Costa Rican presidential candidates hold a debate ahead of the election [Mayela Lopez/Reuters]
To win outright in Sunday’s first round, a candidate needs 40 percent of the vote, otherwise, there will be a runoff on April 3 between the top two. Polls show that about a third of the country’s 3.5 million voters are undecided.
According to one poll published this month, former President Jose Maria Figueres (1994-1998) of the PLN leads the race with just over 17 percent of stated support, followed by the PUSC’s Lineth Saborio on just under 13 percent.
Polls show evangelical Christian singer Fabricio Alvarado Munoz of the right-wing New Republic Party (PNR) in the third spot with just over 10 percent. He commands support from the evangelical community, which makes up about 20 percent of Costa Rica’s five million people.

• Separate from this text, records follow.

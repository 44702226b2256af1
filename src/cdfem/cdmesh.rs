//! One generation of the conformal decomposition.
//!
//! A [`CdMesh`] owns the node arena and the [`MeshElement`]s built from the
//! nonconformal elements of the decomposed blocks. Building a generation is
//! a fixed pipeline: [`generate_nonconformal_elements`], cutting interface
//! detection, [`triangulate`], [`decompose`], then the mesh modification and
//! field prolongation implemented in the sibling modules.
//!
//! A generation may hold the previous one in `old`, which supplies entity ids
//! for identical nodes and elements and the stashed field data. The chain is
//! at most two deep: the previous generation's own `old` is dropped when it
//! is attached.
//!
//! [`generate_nonconformal_elements`]: CdMesh::generate_nonconformal_elements
//! [`triangulate`]: CdMesh::triangulate
//! [`decompose`]: CdMesh::decompose

use crate::algs::collectives::is_true_on_any;
use crate::cdfem::ancestry::build_parallel_hanging_edge_nodes;
use crate::cdfem::config::CdfemConfig;
use crate::cdfem::element::{ElementSignature, MeshElement};
use crate::cdfem::interface_geometry::{InterfaceGeometry, all_interface_ids};
use crate::cdfem::node::{NodeArena, NodeIdx, NodeKind};
use crate::cdfem::phase::{CdfemParts, InterfaceId, PhaseSupport};
use crate::cdfem::prolongation::ProlongationStore;
use crate::cdfem::snap::NodeToCapturedDomainsMap;
use crate::cdfem::sync::{NodeScore, NodeSign, sync_node_values};
use crate::mesh::{MeshBulk, MeshQueryExt, Selector};
use crate::mesh_error::CdMeshError;
use crate::topology::cache::InvalidateCache;
use crate::topology::periodic::PeriodicNodeMap;
use crate::topology::point::{EntityId, EntityKey, EntityRank};
use hashbrown::HashSet;
use once_cell::unsync::OnceCell;
use std::collections::BTreeMap;
use std::sync::Arc;

/// Cut quality of an intersection at `position` along its edge.
pub(crate) fn edge_node_score(position: f64) -> NodeScore {
    NodeScore(1.0 - (1.0 - 2.0 * position).abs())
}

pub struct CdMesh {
    pub(crate) config: Arc<CdfemConfig>,
    pub(crate) phase_support: Arc<PhaseSupport>,
    pub(crate) parts: CdfemParts,
    pub(crate) nodes: NodeArena,
    /// Sorted by entity id.
    pub(crate) elements: Vec<MeshElement>,
    pub(crate) periodic: PeriodicNodeMap,
    /// Step whose field data is stashed in `prolongation`, -1 for none.
    pub(crate) stash_step_count: i64,
    pub(crate) prolongation: ProlongationStore,
    /// Leaf element entity to the index of its parent in `elements`.
    child_index: OnceCell<BTreeMap<EntityId, usize>>,
    pub(crate) old: Option<Box<CdMesh>>,
}

impl std::fmt::Debug for CdMesh {
    fn fmt(&self, f: &mut std::fmt::Formatter<'_>) -> std::fmt::Result {
        f.debug_struct("CdMesh")
            .field("nodes", &self.nodes.len())
            .field("elements", &self.elements.len())
            .field("stash_step_count", &self.stash_step_count)
            .field("has_old", &self.old.is_some())
            .finish()
    }
}

impl CdMesh {
    pub fn new(config: Arc<CdfemConfig>, phase_support: Arc<PhaseSupport>, parts: CdfemParts) -> Self {
        Self {
            config,
            phase_support,
            parts,
            nodes: NodeArena::new(),
            elements: Vec::new(),
            periodic: PeriodicNodeMap::new(),
            stash_step_count: -1,
            prolongation: ProlongationStore::default(),
            child_index: OnceCell::new(),
            old: None,
        }
    }

    /// Attach the previous generation, dropping whatever it held on to.
    pub fn set_old(&mut self, old: Option<Box<CdMesh>>) {
        self.old = old.map(|mut o| {
            o.old = None;
            o
        });
    }

    pub fn old(&self) -> Option<&CdMesh> {
        self.old.as_deref()
    }

    pub fn parts(&self) -> &CdfemParts {
        &self.parts
    }

    pub fn nodes(&self) -> &NodeArena {
        &self.nodes
    }

    pub fn elements(&self) -> &[MeshElement] {
        &self.elements
    }

    pub fn stash_step_count(&self) -> i64 {
        self.stash_step_count
    }

    pub fn set_periodic_node_pairs<I>(&mut self, pairs: I)
    where
        I: IntoIterator<Item = (EntityId, EntityId)>,
    {
        self.periodic = PeriodicNodeMap::from_pairs(pairs);
    }

    /// Nonconformal elements of the decomposed blocks: parents, and active
    /// elements that are not children.
    pub fn decomposed_element_selector(&self) -> Selector {
        let p = &self.parts;
        self.phase_support.all_decomposed_blocks_selector()
            & (Selector::from(p.parent) | (Selector::from(p.active) & !Selector::from(p.child)))
    }

    /// Build one [`MeshElement`] per locally owned nonconformal element.
    pub fn generate_nonconformal_elements<M: MeshBulk>(&mut self, mesh: &M) {
        self.nodes.clear();
        self.elements.clear();
        self.invalidate_cache();
        let selector = self.decomposed_element_selector();
        for id in mesh.selected_entities(EntityRank::Element, &selector) {
            let key = EntityKey::element(id);
            let Some(topology) = mesh.topology(key) else {
                continue;
            };
            if !mesh.is_locally_owned(key) {
                continue;
            }
            if !topology.is_supported_element() {
                log::warn!("element {id} has unsupported topology {}; not decomposed", topology.name());
                continue;
            }
            let nodes: Vec<NodeIdx> = mesh
                .entity_nodes(key)
                .iter()
                .map(|&n| self.nodes.add_mesh_node(n, mesh.coordinates(n)))
                .collect();
            self.elements.push(MeshElement::new(id, topology, nodes));
        }
        log::debug!(
            "generated {} nonconformal elements with {} nodes",
            self.elements.len(),
            self.nodes.len()
        );
    }

    pub fn find_mesh_element(&self, id: EntityId) -> Option<&MeshElement> {
        self.element_index(id).map(|i| &self.elements[i])
    }

    pub(crate) fn element_index(&self, id: EntityId) -> Option<usize> {
        self.elements.binary_search_by_key(&id, |e| e.entity).ok()
    }

    /// Parent element of the leaf element entity `child`.
    pub fn find_child_parent(&self, child: EntityId) -> Option<&MeshElement> {
        let index = self.child_index.get_or_init(|| {
            let mut map = BTreeMap::new();
            for (i, elem) in self.elements.iter().enumerate() {
                for leaf in elem.leaves() {
                    if let Some(e) = leaf.entity {
                        map.insert(e, i);
                    }
                }
            }
            map
        });
        index.get(&child).map(|&i| &self.elements[i])
    }

    /// Record the captured level sets on the arena's mesh nodes.
    pub fn set_captured_domains(&mut self, captured: &NodeToCapturedDomainsMap) {
        for (&id, domains) in captured {
            if let Some(idx) = self.nodes.mesh_node(id) {
                self.nodes.get_mut(idx).captured_domains = domains.clone();
            }
        }
    }

    /// Interfaces crossing each element; uncut elements get their phase.
    pub fn set_cutting_interfaces_and_uncut_phases<G: InterfaceGeometry>(&mut self, geometry: &G) {
        let arena = &self.nodes;
        for elem in &mut self.elements {
            let verts = elem.vertex_entities(arena);
            elem.cutting_interfaces = geometry.element_cutting_interfaces(&verts);
            if elem.cutting_interfaces.is_empty() {
                elem.phase = geometry.uncut_element_phase(&verts);
            }
        }
    }

    /// Interfaces cutting an element on any rank, in the order of
    /// [`all_interface_ids`]. Collective.
    pub fn active_interface_ids<M: MeshBulk, G: InterfaceGeometry>(
        &self,
        mesh: &M,
        geometry: &G,
    ) -> Result<Vec<InterfaceId>, CdMeshError> {
        let mut active = Vec::new();
        for interface in all_interface_ids(geometry) {
            let local = self.elements.iter().any(|e| e.cutting_interfaces.contains(&interface));
            if is_true_on_any(mesh.comm(), local)? {
                active.push(interface);
            }
        }
        Ok(active)
    }

    pub fn triangulate<G: InterfaceGeometry>(&mut self, geometry: &G) {
        for elem in &mut self.elements {
            elem.triangulate(&mut self.nodes, geometry);
        }
    }

    /// Cut the subelements by every interface in turn. Collective.
    ///
    /// Each interface is handled over all elements before the next one, so
    /// the work is proportional to the number of interfaces times the number
    /// of elements, whether or not an element is cut by a given interface.
    pub fn decompose<M: MeshBulk, G: InterfaceGeometry>(&mut self, mesh: &M, geometry: &G) -> Result<(), CdMeshError> {
        for interface in self.active_interface_ids(mesh, geometry)? {
            self.decompose_interface(mesh, geometry, interface)?;
        }
        for elem in &mut self.elements {
            elem.build_quadratic_subelements(&mut self.nodes);
        }
        let arena = &self.nodes;
        for elem in &mut self.elements {
            if elem.have_subelements() {
                elem.determine_leaf_phases(arena, geometry);
            }
        }
        self.invalidate_cache();
        Ok(())
    }

    fn decompose_interface<M: MeshBulk, G: InterfaceGeometry>(
        &mut self,
        mesh: &M,
        geometry: &G,
        interface: InterfaceId,
    ) -> Result<(), CdMeshError> {
        self.nodes.clear_signs_and_scores();
        self.determine_node_signs(geometry, interface);
        sync_node_values::<NodeSign, M>(mesh, &mut self.nodes, &self.periodic)?;

        let created = self.cut_leaf_edges(geometry, interface);
        sync_node_values::<NodeScore, M>(mesh, &mut self.nodes, &self.periodic)?;

        let mut hanging = 0;
        if mesh.parallel_size() > 1 {
            let leaf_edges = self.leaf_edges();
            let built = build_parallel_hanging_edge_nodes(mesh, &mut self.nodes, |a, b| {
                let key = if a <= b { [a, b] } else { [b, a] };
                leaf_edges.contains(&key)
            })?;
            hanging = built.len();
            for idx in built {
                let position = match self.nodes.get(idx).kind {
                    NodeKind::Edge { position, .. } => position,
                    _ => 0.5,
                };
                let node = self.nodes.get_mut(idx);
                node.sign = Some(NodeSign(0));
                node.score = Some(edge_node_score(position));
            }
        }

        let arena = &self.nodes;
        for elem in &mut self.elements {
            if elem.have_subelements() {
                elem.resolve_hanging(arena);
            }
        }
        log::debug!("interface {interface}: {created} edge nodes, {hanging} from other ranks");
        Ok(())
    }

    fn determine_node_signs<G: InterfaceGeometry>(&mut self, geometry: &G, interface: InterfaceId) {
        let arena = &mut self.nodes;
        for elem in self.elements.iter().filter(|e| e.cutting_interfaces.contains(&interface)) {
            for leaf in elem.leaves() {
                for &v in leaf.vertices() {
                    if arena.get(v).sign.is_some() {
                        continue;
                    }
                    let sign = geometry.interface_sign(interface, &arena.stencil(v));
                    arena.get_mut(v).sign = Some(NodeSign(sign));
                }
            }
        }
    }

    /// Create an edge node on every leaf edge whose ends lie on opposite
    /// sides of `interface`.
    fn cut_leaf_edges<G: InterfaceGeometry>(&mut self, geometry: &G, interface: InterfaceId) -> usize {
        let mut cuts: Vec<(NodeIdx, NodeIdx)> = Vec::new();
        for elem in self.elements.iter().filter(|e| e.cutting_interfaces.contains(&interface)) {
            for leaf in elem.leaves() {
                for e in leaf.topology.edges() {
                    let (a, b) = (leaf.nodes[e[0]], leaf.nodes[e[1]]);
                    let (Some(sa), Some(sb)) = (self.nodes.get(a).sign, self.nodes.get(b).sign) else {
                        continue;
                    };
                    if sa.0 * sb.0 < 0 && self.nodes.edge_child(a, b).is_none() {
                        cuts.push((a, b));
                    }
                }
            }
        }
        let mut created = 0;
        for (a, b) in cuts {
            if self.nodes.edge_child(a, b).is_some() {
                continue;
            }
            let (sa, sb) = (self.nodes.stencil(a), self.nodes.stencil(b));
            let Some(position) = geometry.edge_crossing_position(interface, &sa, &sb) else {
                continue;
            };
            let idx = self.nodes.create_edge_node(a, b, position);
            let node = self.nodes.get_mut(idx);
            node.sign = Some(NodeSign(0));
            node.score = Some(edge_node_score(position));
            created += 1;
        }
        created
    }

    fn leaf_edges(&self) -> HashSet<[NodeIdx; 2]> {
        let mut out = HashSet::new();
        for elem in &self.elements {
            for leaf in elem.leaves() {
                for e in leaf.topology.edges() {
                    let (a, b) = (leaf.nodes[e[0]], leaf.nodes[e[1]]);
                    out.insert(if a <= b { [a, b] } else { [b, a] });
                }
            }
        }
        out
    }

    /// Per element, a comparable summary of its decomposition.
    pub fn signatures(&self) -> Vec<(EntityId, ElementSignature)> {
        self.elements
            .iter()
            .map(|e| (e.entity, e.signature(&self.nodes)))
            .collect()
    }
}

impl InvalidateCache for CdMesh {
    fn invalidate_cache(&mut self) {
        self.child_index = OnceCell::new();
    }
}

In fourth place is economist Rodrigo Chaves of the newly-formed centrist Social Democratic Progress Party. The highest-polling left-wing candidate is Jose Maria Villalta of the Broad Front.
Unlike many of its volatile Central American neighbours, Costa Rica has no army, has had no armed conflicts since 1948 and no dictator since 1919. But the worsening economic situation has hit confidence in the political class.
Unemployment has been steadily rising for more than a decade and reached 14.4 percent in 2021. Apathy and abstentionism are features of Costa Rican elections. In 2018, 34 percent of voters stayed away, though participation is technically obligatory.
Voters under 40 have only known “periods in which not only problems have not been resolved, but they have worsened”, university student Edgardo Soto, one undecided voter, told AFP.
For the PLN’s Figueres, 67, the crowded field “is a reflection of this whole frustration that has built up”.
“If there are 25 options it is because the parties are not understanding the needs of a society that is changing right before their eyes,” AFP quoted him as saying.